----- Data excerpts

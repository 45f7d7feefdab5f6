use crate::calibration::config::CalibrationConfig;
use crate::composite::blend::{draw_layer, fill};
use crate::composite::geometry::layer_rect;
use crate::composite::layer::{LayerKind, LayerSpec, SeamBlend, validate_layers};
use crate::foundation::core::{Canvas, Rgba8Premul, Size};
use crate::foundation::error::CompositeResult;
use crate::foundation::math::unpremultiply_rgba8_in_place;
use crate::keying::classify::ColorClassifier;
use crate::keying::keyer::{FrameKeyer, KeyerOpts};
use crate::sources::frame::{FrameRgba, FrameView};
use crate::sources::registry::SourceProvider;

/// Canvas-sized premultiplied RGBA8 output, reused across frames.
#[derive(Clone, Debug, Default, PartialEq, Eq)]
pub struct CompositeFrame {
    width: u32,
    height: u32,
    data: Vec<u8>,
}

impl CompositeFrame {
    /// Width in pixels.
    pub fn width(&self) -> u32 {
        self.width
    }

    /// Height in pixels.
    pub fn height(&self) -> u32 {
        self.height
    }

    /// Premultiplied RGBA8 bytes.
    pub fn pixels(&self) -> &[u8] {
        &self.data
    }

    /// One premultiplied pixel, or `None` outside the frame.
    pub fn pixel(&self, x: u32, y: u32) -> Option<[u8; 4]> {
        if x >= self.width || y >= self.height {
            return None;
        }
        let i = ((y as usize) * (self.width as usize) + (x as usize)) * 4;
        Some([
            self.data[i],
            self.data[i + 1],
            self.data[i + 2],
            self.data[i + 3],
        ])
    }

    /// Copy out as an owned premultiplied frame.
    pub fn to_frame_rgba(&self) -> FrameRgba {
        FrameRgba {
            width: self.width,
            height: self.height,
            data: self.data.clone(),
            premultiplied: true,
        }
    }

    /// Straight-alpha image for encoding.
    pub fn to_rgba_image(&self) -> Option<image::RgbaImage> {
        let mut straight = self.data.clone();
        unpremultiply_rgba8_in_place(&mut straight);
        image::RgbaImage::from_raw(self.width, self.height, straight)
    }

    fn resize(&mut self, canvas: Canvas) {
        if self.width != canvas.width || self.height != canvas.height {
            self.width = canvas.width;
            self.height = canvas.height;
            self.data.resize(canvas.rgba_len(), 0);
        }
    }
}

/// Why a layer was left out of a frame.
#[derive(Clone, Copy, Debug, PartialEq, Eq)]
pub enum SkipReason {
    /// No source is bound to the layer.
    Missing,
    /// The source has not decoded a frame yet.
    NotReady,
    /// The transform or source size leaves nothing to draw.
    Degenerate,
    /// The layer lies entirely outside the canvas.
    OffCanvas,
}

/// Per-frame summary.
#[derive(Clone, Debug, Default, PartialEq, Eq)]
pub struct RenderReport {
    /// Layers that produced pixels, in draw order.
    pub drawn: Vec<String>,
    /// Layers left out, with the reason.
    pub skipped: Vec<(String, SkipReason)>,
    /// Number of layer draws issued, background fill excluded.
    pub draw_calls: usize,
}

/// Result of one [`LayerCompositor::render`] call.
#[derive(Clone, Debug, PartialEq, Eq)]
pub enum RenderOutcome {
    /// The canvas holds a fresh frame.
    Drawn(RenderReport),
    /// Required sources are not ready; the canvas keeps its previous contents.
    Skipped {
        /// Names of the required layers still waiting.
        waiting_on: Vec<String>,
    },
}

impl RenderOutcome {
    /// True for [`RenderOutcome::Drawn`].
    pub fn is_drawn(&self) -> bool {
        matches!(self, Self::Drawn(_))
    }
}

/// Construction options for [`LayerCompositor`].
#[derive(Clone, Debug)]
pub struct CompositorOpts {
    /// Color every frame starts from.
    pub background: Rgba8Premul,
    /// Fade at the keyed layer's bottom edge.
    pub seam: SeamBlend,
    /// Threading for the keying pass.
    pub keyer: KeyerOpts,
}

impl Default for CompositorOpts {
    fn default() -> Self {
        Self {
            background: Rgba8Premul::white(),
            seam: SeamBlend::default(),
            keyer: KeyerOpts::default(),
        }
    }
}

/// Stacks the background, raw layers and the keyed layer onto one canvas.
#[derive(Debug)]
pub struct LayerCompositor {
    layers: Vec<LayerSpec>,
    background: Rgba8Premul,
    seam: SeamBlend,
    keyer: Option<FrameKeyer>,
    frame: CompositeFrame,
}

impl LayerCompositor {
    /// Build a compositor for `layers` in draw order.
    ///
    /// A keyer is only created when one of the layers is keyed.
    #[tracing::instrument(level = "debug", skip_all, fields(layers = layers.len()))]
    pub fn new(
        layers: Vec<LayerSpec>,
        classifier: ColorClassifier,
        opts: &CompositorOpts,
    ) -> CompositeResult<Self> {
        validate_layers(&layers)?;
        let keyer = if layers.iter().any(|l| l.kind == LayerKind::Keyed) {
            Some(FrameKeyer::with_opts(classifier, &opts.keyer)?)
        } else {
            None
        };
        Ok(Self {
            layers,
            background: opts.background,
            seam: opts.seam,
            keyer,
            frame: CompositeFrame::default(),
        })
    }

    /// Draw order.
    pub fn layers(&self) -> &[LayerSpec] {
        &self.layers
    }

    /// Last composited frame.
    pub fn frame(&self) -> &CompositeFrame {
        &self.frame
    }

    /// The keying stage, when a keyed layer exists.
    pub fn keyer(&self) -> Option<&FrameKeyer> {
        self.keyer.as_ref()
    }

    /// Required layers whose source is missing or not ready.
    pub fn waiting_on(&self, sources: &dyn SourceProvider) -> Vec<String> {
        self.layers
            .iter()
            .filter(|l| l.required)
            .filter(|l| !sources.source(&l.name).is_some_and(|s| s.is_ready()))
            .map(|l| l.name.clone())
            .collect()
    }

    /// Composite one frame.
    ///
    /// Never fails: a frame whose required sources are not ready is skipped as a whole, and an
    /// optional layer that cannot be drawn is left out of the report's `drawn` list.
    pub fn render(
        &mut self,
        canvas: Canvas,
        sources: &dyn SourceProvider,
        calibration: &CalibrationConfig,
    ) -> RenderOutcome {
        let waiting_on = self.waiting_on(sources);
        if !waiting_on.is_empty() {
            tracing::debug!(?waiting_on, "required sources not ready, skipping frame");
            return RenderOutcome::Skipped { waiting_on };
        }

        let Self {
            layers,
            background,
            seam,
            keyer,
            frame,
        } = self;

        frame.resize(canvas);
        fill(&mut frame.data, *background);

        let mut report = RenderReport::default();
        for layer in layers.iter() {
            let Some(source) = sources.source(&layer.name) else {
                report.skipped.push((layer.name.clone(), SkipReason::Missing));
                continue;
            };
            if !source.is_ready() {
                tracing::debug!(layer = %layer.name, "optional source not ready");
                report.skipped.push((layer.name.clone(), SkipReason::NotReady));
                continue;
            }

            let view: Option<FrameView<'_>> = match (layer.kind, keyer.as_mut()) {
                (LayerKind::Keyed, Some(k)) => k.key(source).map(|f| f.view()),
                _ => source.current_frame(),
            };
            let Some(view) = view.filter(|v| {
                v.is_drawable()
                    && v.data.len() == (v.width as usize) * (v.height as usize) * 4
            }) else {
                report.skipped.push((layer.name.clone(), SkipReason::NotReady));
                continue;
            };

            let transform = calibration
                .layers
                .get(&layer.name)
                .copied()
                .unwrap_or_default();
            let size = Size::new(f64::from(view.width), f64::from(view.height));
            let Some(geom) = layer_rect(canvas, size, &transform, layer.fit, layer.anchor) else {
                tracing::debug!(layer = %layer.name, "degenerate layer geometry");
                report
                    .skipped
                    .push((layer.name.clone(), SkipReason::Degenerate));
                continue;
            };

            let seam_px = match layer.kind {
                LayerKind::Keyed => seam.active_height(),
                LayerKind::Raw => None,
            };
            report.draw_calls += 1;
            if draw_layer(&mut frame.data, canvas, &view, &geom, seam_px) == 0 {
                report
                    .skipped
                    .push((layer.name.clone(), SkipReason::OffCanvas));
            } else {
                report.drawn.push(layer.name.clone());
            }
        }
        RenderOutcome::Drawn(report)
    }
}

#[cfg(test)]
#[path = "../../tests/unit/composite/compositor.rs"]
mod tests;
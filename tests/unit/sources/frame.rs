use super::*;

#[test]
fn straight_frames_check_their_length() {
    assert!(FrameRgba::from_straight(2, 2, vec![0; 16]).is_ok());
    let err = FrameRgba::from_straight(2, 2, vec![0; 15]).unwrap_err();
    assert!(err.to_string().contains("expects 16 bytes"));
    assert!(FrameView::new(1, 1, &[0; 3], false).is_err());
}

#[test]
fn empty_frames_are_not_ready() {
    let empty = FrameRgba::solid(0, 0, [1, 2, 3, 4]);
    assert!(!empty.is_ready());
    assert!(empty.current_frame().is_none());

    let one = FrameRgba::solid(1, 1, [1, 2, 3, 4]);
    assert!(one.is_ready());
    let v = one.current_frame().unwrap();
    assert_eq!(v.data, &[1, 2, 3, 4]);
    assert!(!v.premultiplied);
}

#[test]
fn still_frames_have_no_playback_control() {
    let mut f = FrameRgba::solid(1, 1, [0; 4]);
    f.advance(Duration::from_secs(1));
    assert!(f.playback().is_none());
}
use super::*;

#[test]
fn manual_scheduler_fires_in_request_order() {
    let mut s = ManualScheduler::new();
    let a = s.request_frame();
    let b = s.request_frame();
    assert_ne!(a, b);
    assert_eq!(s.fire(), Some(a));
    assert_eq!(s.fire(), Some(b));
    assert_eq!(s.fire(), None);
    assert_eq!(s.requests(), 2);
}

#[test]
fn manual_cancel_only_counts_pending_handles() {
    let mut s = ManualScheduler::new();
    let a = s.request_frame();
    s.cancel_frame(a);
    s.cancel_frame(a);
    s.cancel_frame(TickHandle(999));
    assert_eq!(s.cancellations(), 1);
    assert!(s.pending().is_empty());
}

#[test]
fn interval_scheduler_paces_ticks() {
    let mut s = IntervalScheduler::new(200.0).unwrap();
    assert_eq!(s.interval(), Duration::from_millis(5));

    let h1 = s.request_frame();
    let (got, t1) = s.wait_next().unwrap();
    assert_eq!(got, h1);

    s.request_frame();
    let (_, t2) = s.wait_next().unwrap();
    assert!(t2.duration_since(t1) >= Duration::from_millis(4));
}

#[test]
fn interval_scheduler_cancel_clears_pending() {
    let mut s = IntervalScheduler::new(30.0).unwrap();
    let h = s.request_frame();
    s.cancel_frame(h);
    assert!(s.wait_next().is_none());
}

#[test]
fn interval_scheduler_rejects_bad_fps() {
    assert!(IntervalScheduler::new(0.0).is_err());
    assert!(IntervalScheduler::new(f64::INFINITY).is_err());
}
use super::*;
use crate::calibration::config::MemoryBackend;
use crate::calibration::transform::{LayerDefaults, ScaleBounds};
use crate::foundation::core::Vec2;

fn store() -> Arc<CalibrationStore> {
    Arc::new(CalibrationStore::new([
        (
            "legs".to_owned(),
            LayerDefaults {
                transform: LayerTransform::default(),
                scale_bounds: ScaleBounds::new(0.5, 2.0).unwrap(),
            },
        ),
        ("head".to_owned(), LayerDefaults::default()),
    ]))
}

fn scale_of(outcome: &InputOutcome) -> f64 {
    match outcome {
        InputOutcome::Updated { transform, .. } => transform.scale,
        other => panic!("expected an update, got {other:?}"),
    }
}

#[test]
fn unknown_target_is_rejected() {
    assert!(InputController::new(store(), "torso").is_err());
}

#[test]
fn wheel_needs_shift_and_scroll_down_zooms_out() {
    let mut c = InputController::new(store(), "legs").unwrap();
    let plain = c.handle(InputEvent::Wheel {
        delta_y: 120.0,
        modifiers: Modifiers::default(),
    });
    assert_eq!(plain, InputOutcome::Ignored);

    let down = c.handle(InputEvent::Wheel {
        delta_y: 120.0,
        modifiers: Modifiers::SHIFT,
    });
    assert!((scale_of(&down) - 0.9).abs() < 1e-12);

    let up = c.handle(InputEvent::Wheel {
        delta_y: -3.0,
        modifiers: Modifiers::SHIFT,
    });
    assert!((scale_of(&up) - 1.0).abs() < 1e-12);
}

#[test]
fn ungated_wheel_scales_without_modifier() {
    let bindings = InputBindings {
        wheel_modifier: None,
        ..InputBindings::default()
    };
    let mut c = InputController::new(store(), "legs")
        .unwrap()
        .with_bindings(bindings);
    let out = c.handle(InputEvent::Wheel {
        delta_y: -1.0,
        modifiers: Modifiers::default(),
    });
    assert!((scale_of(&out) - 1.1).abs() < 1e-12);
}

#[test]
fn repeated_zoom_settles_on_the_bounds() {
    let s = store();
    let mut c = InputController::new(Arc::clone(&s), "legs").unwrap();
    for _ in 0..50 {
        c.handle(InputEvent::Button(ControlButton::ZoomIn));
    }
    assert_eq!(s.get("legs").unwrap().scale, 2.0);
    for _ in 0..50 {
        c.handle(InputEvent::Button(ControlButton::ZoomOut));
    }
    assert_eq!(s.get("legs").unwrap().scale, 0.5);
}

#[test]
fn buttons_move_by_the_offset_step() {
    let s = store();
    let mut c = InputController::new(Arc::clone(&s), "head").unwrap();
    c.handle(InputEvent::Button(ControlButton::Up));
    c.handle(InputEvent::Button(ControlButton::Up));
    c.handle(InputEvent::Button(ControlButton::Right));
    assert_eq!(s.get("head").unwrap().offset, Vec2::new(10.0, -20.0));

    c.handle(InputEvent::Button(ControlButton::Left));
    c.handle(InputEvent::Button(ControlButton::Down));
    assert_eq!(s.get("head").unwrap().offset, Vec2::new(0.0, -10.0));

    let out = c.handle(InputEvent::Button(ControlButton::Reset));
    assert!(matches!(out, InputOutcome::Updated { .. }));
    assert_eq!(s.get("head").unwrap(), LayerTransform::default());
}

#[test]
fn drag_requires_shift_or_handle() {
    let s = store();
    let mut c = InputController::new(Arc::clone(&s), "legs").unwrap();

    c.handle(InputEvent::PointerDown {
        at: Point::new(10.0, 10.0),
        modifiers: Modifiers::default(),
        on_handle: false,
    });
    assert!(!c.is_dragging());
    assert_eq!(
        c.handle(InputEvent::PointerMove {
            at: Point::new(50.0, 50.0)
        }),
        InputOutcome::Ignored
    );

    c.handle(InputEvent::PointerDown {
        at: Point::new(10.0, 10.0),
        modifiers: Modifiers::SHIFT,
        on_handle: false,
    });
    c.handle(InputEvent::PointerMove {
        at: Point::new(15.0, 7.0),
    });
    c.handle(InputEvent::PointerMove {
        at: Point::new(20.0, 7.0),
    });
    c.handle(InputEvent::PointerUp);
    assert!(!c.is_dragging());
    assert_eq!(s.get("legs").unwrap().offset, Vec2::new(10.0, -3.0));

    c.handle(InputEvent::PointerDown {
        at: Point::new(0.0, 0.0),
        modifiers: Modifiers::default(),
        on_handle: true,
    });
    c.handle(InputEvent::PointerMove {
        at: Point::new(0.0, 5.0),
    });
    assert_eq!(s.get("legs").unwrap().offset, Vec2::new(10.0, 2.0));
}

#[test]
fn ctrl_j_toggles_the_panel() {
    let mut c = InputController::new(store(), "legs").unwrap();
    assert!(!c.panel_visible());
    assert_eq!(
        c.handle(InputEvent::Key {
            key: 'J',
            modifiers: Modifiers::CTRL
        }),
        InputOutcome::PanelToggled { visible: true }
    );
    assert_eq!(
        c.handle(InputEvent::Key {
            key: 'j',
            modifiers: Modifiers::default()
        }),
        InputOutcome::Ignored
    );
    assert_eq!(
        c.handle(InputEvent::Key {
            key: 'j',
            modifiers: Modifiers::CTRL
        }),
        InputOutcome::PanelToggled { visible: false }
    );
}

#[test]
fn save_reports_failure_once_and_keeps_memory_state() {
    let s = store();
    let backend = MemoryBackend::new();
    let mut c = InputController::new(Arc::clone(&s), "legs")
        .unwrap()
        .with_backend(Arc::new(backend.clone()));

    c.handle(InputEvent::Button(ControlButton::Right));
    backend.set_fail_saves(true);
    let out = c.handle(InputEvent::Button(ControlButton::Save));
    assert!(matches!(out, InputOutcome::SaveFailed { .. }));
    assert_eq!(s.get("legs").unwrap().offset, Vec2::new(10.0, 0.0));
    assert_eq!(backend.saves(), 0);

    backend.set_fail_saves(false);
    let out = c.handle(InputEvent::Key {
        key: 's',
        modifiers: Modifiers::CTRL,
    });
    assert_eq!(out, InputOutcome::Saved);
    assert_eq!(backend.saves(), 1);
    assert_eq!(backend.stored().unwrap()["legs"]["offset"]["x"], 10.0);
}

#[test]
fn save_without_backend_fails() {
    let mut c = InputController::new(store(), "legs").unwrap();
    assert!(matches!(
        c.handle(InputEvent::Button(ControlButton::Save)),
        InputOutcome::SaveFailed { .. }
    ));
}

#[test]
fn select_layer_switches_target() {
    let s = store();
    let mut c = InputController::new(Arc::clone(&s), "legs").unwrap();
    assert_eq!(
        c.handle(InputEvent::SelectLayer("torso".into())),
        InputOutcome::Ignored
    );
    assert_eq!(
        c.handle(InputEvent::SelectLayer("head".into())),
        InputOutcome::TargetChanged {
            layer: "head".into()
        }
    );
    c.handle(InputEvent::Button(ControlButton::ZoomIn));
    assert!((s.get("head").unwrap().scale - 1.1).abs() < 1e-12);
    assert_eq!(s.get("legs").unwrap().scale, 1.0);
}

#[test]
fn buttons_parse_from_cli_names() {
    assert_eq!("zoom-in".parse::<ControlButton>().unwrap(), ControlButton::ZoomIn);
    assert_eq!("Up".parse::<ControlButton>().unwrap(), ControlButton::Up);
    assert!("sideways".parse::<ControlButton>().is_err());
}
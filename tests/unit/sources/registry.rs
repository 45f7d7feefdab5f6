use super::*;
use crate::sources::frame::FrameRgba;
use crate::sources::sequence::FrameSequence;

fn clip() -> Box<FrameSequence> {
    let mut seq = FrameSequence::clip(10.0).unwrap();
    seq.push_frame(FrameRgba::solid(1, 1, [0, 0, 0, 255])).unwrap();
    seq.push_frame(FrameRgba::solid(1, 1, [1, 0, 0, 255])).unwrap();
    Box::new(seq)
}

#[test]
fn lookup_by_layer_name() {
    let mut reg = SourceRegistry::new();
    reg.insert("legs", Box::new(FrameRgba::solid(4, 6, [9, 9, 9, 255])));
    assert!(reg.contains("legs"));
    assert_eq!(reg.source("legs").unwrap().dimensions(), (4, 6));
    assert!(reg.source("head").is_none());
    assert!(reg.remove("legs").is_some());
    assert!(reg.is_empty());
}

#[test]
fn talking_events_only_touch_synced_sources() {
    let mut reg = SourceRegistry::new();
    reg.insert("head", clip());
    reg.insert_talking_synced("legs", clip());
    // Still images have no playback control and are skipped.
    reg.insert_talking_synced("poster", Box::new(FrameRgba::solid(1, 1, [0; 4])));

    assert_eq!(reg.apply_talking(TalkingEvent::Stopped), 1);
    reg.advance_all(Duration::from_millis(100));

    let legs = reg.source("legs").unwrap().current_frame().unwrap();
    assert_eq!(legs.data[0], 0);
    let head = reg.source("head").unwrap().current_frame().unwrap();
    assert_eq!(head.data[0], 1);

    reg.apply_talking(TalkingEvent::Started);
    reg.advance_all(Duration::from_millis(100));
    let legs = reg.source("legs").unwrap().current_frame().unwrap();
    assert_eq!(legs.data[0], 1);
}
//! Frame-cadence driving: schedulers, the render loop, and frame sinks.

/// Tick-driven render loop.
pub mod render_loop;
/// Frame scheduling primitives.
pub mod scheduler;
/// Frame sinks.
pub mod sink;

pub use render_loop::{
    CanvasSizing, DEFAULT_MAX_CANVAS_PIXELS, LoopState, LoopStats, RenderLoop, TickOutcome,
};
pub use scheduler::{FrameScheduler, IntervalScheduler, ManualScheduler, TickHandle};
pub use sink::{FrameSink, InMemorySink, PngSequenceSink, SinkConfig};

----------

For the string "contains", search the preceding data and copy every line that includes it.

Output.
    assert!(err.to_string().contains("expects 16 bytes"));
    assert!(reg.contains("legs"));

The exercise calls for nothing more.